Sufficient condition : This is the part of conditional statement that indicates the occurance of necessary condition.
Necessary Condition : This condition is a part of the condition statement the occurance of it is required for the sufficient condition.
Typical example:-
If you get an A+, then you must have studied
Sufficient Condition : Get an A+
Necessary condition: You must have studied.
Another example
People who drive fast are dangerous
Sufficient condition: Drive fast
Necessary condition: Dangerous
My doubt is should we consider parallel thinking in such question i.e.
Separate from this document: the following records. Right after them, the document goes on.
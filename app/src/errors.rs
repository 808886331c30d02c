// orderdesk_app/src/errors.rs

use actix_web::http::StatusCode;
use actix_web::{HttpResponse, ResponseError};
use orderdesk::{FieldError, OrderdeskError};
use serde_json::json;
use thiserror::Error;

#[derive(Debug, Error)]
pub enum AppError {
  #[error(transparent)]
  Domain(#[from] OrderdeskError),

  /// The request names a record that must exist for the operation to apply.
  #[error("Unprocessable Entity: {0}")]
  Unprocessable(String),

  #[error("Configuration Error: {0}")]
  Config(String),

  #[error("Database Error: {0}")]
  Sqlx(#[from] sqlx::Error),

  #[error("Internal Server Error: {0}")]
  Internal(String),
}

impl AppError {
  /// A 400 carrying a single field-level failure, used by extractor error handlers.
  pub fn bad_field(field: impl Into<String>, message: impl Into<String>) -> Self {
    AppError::Domain(OrderdeskError::Validation(vec![FieldError::new(field, message)]))
  }

  /// Updates answer 422 rather than 404 when the target product is absent.
  pub fn missing_update_target(err: OrderdeskError) -> Self {
    match err {
      OrderdeskError::NotFound { .. } => AppError::Unprocessable(err.to_string()),
      other => AppError::Domain(other),
    }
  }
}

impl ResponseError for AppError {
  fn status_code(&self) -> StatusCode {
    match self {
      AppError::Domain(OrderdeskError::NotFound { .. }) => StatusCode::NOT_FOUND,
      AppError::Domain(OrderdeskError::ProductsNotFound { .. }) => StatusCode::UNPROCESSABLE_ENTITY,
      AppError::Domain(OrderdeskError::Validation(_)) => StatusCode::BAD_REQUEST,
      AppError::Unprocessable(_) => StatusCode::UNPROCESSABLE_ENTITY,
      AppError::Domain(OrderdeskError::Store { .. })
      | AppError::Config(_)
      | AppError::Sqlx(_)
      | AppError::Internal(_) => StatusCode::INTERNAL_SERVER_ERROR,
    }
  }

  fn error_response(&self) -> HttpResponse {
    let status = self.status_code();
    if status.is_server_error() {
      tracing::error!(application_error = %self, "Responding with error");
    } else {
      tracing::info!(application_error = %self, status = status.as_u16(), "Responding with client error");
    }

    let mut response = HttpResponse::build(status);
    match self {
      AppError::Domain(OrderdeskError::Validation(errors)) => response.json(errors),
      AppError::Domain(err @ OrderdeskError::ProductsNotFound { ids }) => response.json(json!({
        "error": err.to_string(),
        "missingProductIds": ids,
      })),
      AppError::Domain(err @ OrderdeskError::NotFound { .. }) => response.json(json!({"error": err.to_string()})),
      AppError::Unprocessable(m) => response.json(json!({"error": m})),
      AppError::Domain(OrderdeskError::Store { .. }) | AppError::Sqlx(_) => {
        response.json(json!({"error": "Database operation failed"}))
      }
      AppError::Config(_) => response.json(json!({"error": "Configuration issue"})),
      AppError::Internal(_) => response.json(json!({"error": "An internal error occurred"})),
    }
  }
}

// Define a Result type alias for the application
pub type Result<T, E = AppError> = std::result::Result<T, E>;

#[cfg(test)]
mod tests {
  use super::*;
  use uuid::Uuid;

  #[test]
  fn status_codes_follow_error_kind() {
    let id = Uuid::new_v4();
    assert_eq!(
      AppError::from(OrderdeskError::product_not_found(id)).status_code(),
      StatusCode::NOT_FOUND
    );
    assert_eq!(
      AppError::from(OrderdeskError::ProductsNotFound { ids: vec![id] }).status_code(),
      StatusCode::UNPROCESSABLE_ENTITY
    );
    assert_eq!(AppError::bad_field("id", "bad").status_code(), StatusCode::BAD_REQUEST);
    assert_eq!(
      AppError::from(OrderdeskError::from(anyhow::anyhow!("disk full"))).status_code(),
      StatusCode::INTERNAL_SERVER_ERROR
    );
  }

  #[test]
  fn missing_update_target_maps_not_found_to_422_only() {
    let id = Uuid::new_v4();
    let err = AppError::missing_update_target(OrderdeskError::product_not_found(id));
    assert_eq!(err.status_code(), StatusCode::UNPROCESSABLE_ENTITY);

    let err = AppError::missing_update_target(OrderdeskError::Validation(Vec::new()));
    assert_eq!(err.status_code(), StatusCode::BAD_REQUEST);
  }
}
Should we think that A dangerous person can have several traits and driving fast is one of them.
Or When we are considering Necessary and Sufficient condition we must stick to the fact that there exists only one condition as stated in the statement.
Is it correct to say " People who are dangerous, its not necessary that they drive fast"
Justification: There may be many people who are veteran criminal but while driving drive slowly because they do not want accident.
My Query is Should we restrict ourselves to the two conditions itself when answering such question or think logically as we do on all other CR questions. If we follow the logical procedure then the the mentioned statement with justification should be correct. But if we just restrict ourselves to two events than we can write it as " People who are not dangerous, they do not drive fast" i.e People whoare dangerous must drive fast...Its illogical in real world.
PLs help me to clear my doubts.
If you have any questions
New!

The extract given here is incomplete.